Required work: Copy, from the material below, every line in which the word "HSpaceBuilder" can be found.

########

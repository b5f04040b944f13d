//! Builders for the multi-argument commands: fractions, roots, accents,
//! style wrappers, and fixed spacing nodes.

use crate::builder::arg::{ArgBuilder, OptArgBuilder, TextArgBuilder};
use crate::stream::TokenStream;

/// `\frac`, `\cfrac`, `\dfrac`, `\tfrac`.
pub(crate) struct FracBuilder {
    numerator: ArgBuilder,
    denominator: ArgBuilder,
}

impl FracBuilder {
    pub fn new() -> Self {
        Self {
            numerator: ArgBuilder::new(),
            denominator: ArgBuilder::new(),
        }
    }

    pub fn add(&mut self, tokens: &mut TokenStream<'_>) {
        self.numerator.add(tokens);
        self.denominator.add(tokens);
    }

    pub fn take(self) -> String {
        format!(
            "<mfrac>{}{}</mfrac>",
            self.numerator.take(),
            self.denominator.take()
        )
    }
}

/// `\binom`, `\tbinom`: a zero-thickness fraction inside parentheses.
pub(crate) struct BinomBuilder {
    upper: ArgBuilder,
    lower: ArgBuilder,
}

impl BinomBuilder {
    pub fn new() -> Self {
        Self {
            upper: ArgBuilder::new(),
            lower: ArgBuilder::new(),
        }
    }

    pub fn add(&mut self, tokens: &mut TokenStream<'_>) {
        self.upper.add(tokens);
        self.lower.add(tokens);
    }

    pub fn take(self) -> String {
        format!(
            "<mfenced open='(' close=')'><mrow><mfrac linethickness='0pt'>{}{}</mfrac></mrow></mfenced>",
            self.upper.take(),
            self.lower.take()
        )
    }
}

/// `\genfrac{left}{right}{thickness}{style}{num}{den}`; the style argument
/// is consumed and ignored.
pub(crate) struct GenfracBuilder {
    left: TextArgBuilder,
    right: TextArgBuilder,
    thickness: TextArgBuilder,
    style: TextArgBuilder,
    numerator: ArgBuilder,
    denominator: ArgBuilder,
}

impl GenfracBuilder {
    pub fn new() -> Self {
        Self {
            left: TextArgBuilder::new(),
            right: TextArgBuilder::new(),
            thickness: TextArgBuilder::new(),
            style: TextArgBuilder::new(),
            numerator: ArgBuilder::new(),
            denominator: ArgBuilder::new(),
        }
    }

    pub fn add(&mut self, tokens: &mut TokenStream<'_>) {
        self.left.add(tokens);
        self.right.add(tokens);
        self.thickness.add(tokens);
        self.style.add(tokens);
        self.numerator.add(tokens);
        self.denominator.add(tokens);
    }

    pub fn take(self) -> String {
        format!(
            "<mfenced open='{}' close='{}'><mrow><mfrac linethickness='{}'>{}{}</mfrac></mrow></mfenced>",
            self.left.take_content(),
            self.right.take_content(),
            self.thickness.take_content(),
            self.numerator.take(),
            self.denominator.take()
        )
    }
}

/// `\sqrt[index]{radicand}`. The index slot stays in the output even when
/// empty; renderers accept the empty child.
pub(crate) struct SqrtBuilder {
    index: OptArgBuilder,
    radicand: ArgBuilder,
}

impl SqrtBuilder {
    pub fn new() -> Self {
        Self {
            index: OptArgBuilder::new(),
            radicand: ArgBuilder::new(),
        }
    }

    pub fn add(&mut self, tokens: &mut TokenStream<'_>) {
        self.index.add(tokens);
        self.radicand.add(tokens);
    }

    pub fn take(self) -> String {
        format!("<mroot>{}{}</mroot>", self.radicand.take(), self.index.take())
    }
}

/// `\overset`/`\stackrel` (`mover`) and `\underset` (`munder`). The
/// decoration is the first TeX argument but the second MathML child.
pub(crate) struct StackBuilder {
    tag: &'static str,
    decoration: ArgBuilder,
    base: ArgBuilder,
}

impl StackBuilder {
    pub fn over() -> Self {
        Self::with_tag("mover")
    }

    pub fn under() -> Self {
        Self::with_tag("munder")
    }

    fn with_tag(tag: &'static str) -> Self {
        Self {
            tag,
            decoration: ArgBuilder::new(),
            base: ArgBuilder::new(),
        }
    }

    pub fn add(&mut self, tokens: &mut TokenStream<'_>) {
        self.decoration.add(tokens);
        self.base.add(tokens);
    }

    pub fn take(self) -> String {
        format!(
            "<{0}>{1}{2}</{0}>",
            self.tag,
            self.base.take(),
            self.decoration.take()
        )
    }
}

/// One argument wrapped in a fixed pair of tags: `\mathrm`,
/// `\displaystyle`, `\textstyle`, `\phantom`.
pub(crate) struct WrapBuilder {
    open: &'static str,
    close: &'static str,
    arg: ArgBuilder,
}

impl WrapBuilder {
    pub fn new(open: &'static str, close: &'static str) -> Self {
        Self {
            open,
            close,
            arg: ArgBuilder::new(),
        }
    }

    pub fn add(&mut self, tokens: &mut TokenStream<'_>) {
        self.arg.add(tokens);
    }

    pub fn take(self) -> String {
        format!("{}{}{}", self.open, self.arg.take(), self.close)
    }
}

/// Accent commands: the argument with a fixed accent character above
/// (`\bar`, `\vec`, …) or below (`\underline`).
pub(crate) struct AccentBuilder {
    tag: &'static str,
    accent: &'static str,
    arg: ArgBuilder,
}

impl AccentBuilder {
    pub fn over(accent: &'static str) -> Self {
        Self {
            tag: "mover",
            accent,
            arg: ArgBuilder::new(),
        }
    }

    pub fn under(accent: &'static str) -> Self {
        Self {
            tag: "munder",
            accent,
            arg: ArgBuilder::new(),
        }
    }

    pub fn add(&mut self, tokens: &mut TokenStream<'_>) {
        self.arg.add(tokens);
    }

    pub fn take(self) -> String {
        format!(
            "<{0}>{1}<mo>{2}</mo></{0}>",
            self.tag,
            self.arg.take(),
            self.accent
        )
    }
}

/// `\hspace{…}`: the dimension argument is consumed and discarded, a thin
/// space is emitted in its place.
pub(crate) struct HSpaceBuilder {
    arg: ArgBuilder,
}

impl HSpaceBuilder {
    pub fn new() -> Self {
        Self {
            arg: ArgBuilder::new(),
        }
    }

    pub fn add(&mut self, tokens: &mut TokenStream<'_>) {
        self.arg.add(tokens);
    }

    pub fn take(self) -> String {
        "<mo>\u{2009}</mo>".to_owned()
    }
}

/// A command with fixed output and no arguments: `\quad` and the other
/// spacing commands.
pub(crate) struct FixedBuilder {
    fragment: &'static str,
}

impl FixedBuilder {
    pub fn new(fragment: &'static str) -> Self {
        Self { fragment }
    }

    pub fn add(&mut self, _tokens: &mut TokenStream<'_>) {}

    pub fn take(self) -> String {
        self.fragment.to_owned()
    }
}

/// `\mbox{…}`: raw text with whitespace re-inserted.
pub(crate) struct MboxBuilder {
    text: TextArgBuilder,
}

impl MboxBuilder {
    pub fn new() -> Self {
        Self {
            text: TextArgBuilder::preserving_whitespace(),
        }
    }

    pub fn add(&mut self, tokens: &mut TokenStream<'_>) {
        self.text.add(tokens);
    }

    pub fn take(self) -> String {
        self.text.take()
    }
}

#[cfg(test)]
mod tests {
    use super::*;
    use crate::lexer::Lexer;
    use crate::stream::TokenStream;

    fn stream(input: &str) -> TokenStream<'_> {
        TokenStream::new(Lexer::new(input))
    }

    #[test]
    fn fraction() {
        let mut tokens = stream("{a}{b}");
        let mut frac = FracBuilder::new();
        frac.add(&mut tokens);
        assert_eq!(
            frac.take(),
            "<mfrac><mrow><mi>a</mi></mrow><mrow><mi>b</mi></mrow></mfrac>"
        );
    }

    #[test]
    fn binomial() {
        let mut tokens = stream("{n}{k}");
        let mut binom = BinomBuilder::new();
        binom.add(&mut tokens);
        assert_eq!(
            binom.take(),
            "<mfenced open='(' close=')'><mrow><mfrac linethickness='0pt'>\
             <mrow><mi>n</mi></mrow><mrow><mi>k</mi></mrow></mfrac></mrow></mfenced>"
        );
    }

    #[test]
    fn genfrac() {
        let mut tokens = stream("{(}{)}{0pt}{}{n}{k}");
        let mut genfrac = GenfracBuilder::new();
        genfrac.add(&mut tokens);
        assert_eq!(
            genfrac.take(),
            "<mfenced open='(' close=')'><mrow><mfrac linethickness='0pt'>\
             <mrow><mi>n</mi></mrow><mrow><mi>k</mi></mrow></mfrac></mrow></mfenced>"
        );
    }

    #[test]
    fn sqrt_with_index() {
        let mut tokens = stream("[3]{x}");
        let mut sqrt = SqrtBuilder::new();
        sqrt.add(&mut tokens);
        assert_eq!(
            sqrt.take(),
            "<mroot><mrow><mi>x</mi></mrow><mrow><mn>3</mn></mrow></mroot>"
        );
    }

    #[test]
    fn sqrt_without_index_keeps_the_slot() {
        let mut tokens = stream("{x}");
        let mut sqrt = SqrtBuilder::new();
        sqrt.add(&mut tokens);
        assert_eq!(sqrt.take(), "<mroot><mrow><mi>x</mi></mrow></mroot>");
    }

    #[test]
    fn overset_reverses_arguments() {
        let mut tokens = stream("{a}{b}");
        let mut stack = StackBuilder::over();
        stack.add(&mut tokens);
        assert_eq!(
            stack.take(),
            "<mover><mrow><mi>b</mi></mrow><mrow><mi>a</mi></mrow></mover>"
        );
    }

    #[test]
    fn accent() {
        let mut tokens = stream("{x}");
        let mut accent = AccentBuilder::over("→");
        accent.add(&mut tokens);
        assert_eq!(
            accent.take(),
            "<mover><mrow><mi>x</mi></mrow><mo>→</mo></mover>"
        );
    }

    #[test]
    fn hspace_discards_its_argument() {
        let mut tokens = stream("{2em}x");
        let mut hspace = HSpaceBuilder::new();
        hspace.add(&mut tokens);
        assert_eq!(hspace.take(), "<mo>\u{2009}</mo>");
        assert_eq!(tokens.top().lexeme, "x");
    }
}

########

Expected answer:
pub(crate) struct HSpaceBuilder {
impl HSpaceBuilder {
        let mut hspace = HSpaceBuilder::new();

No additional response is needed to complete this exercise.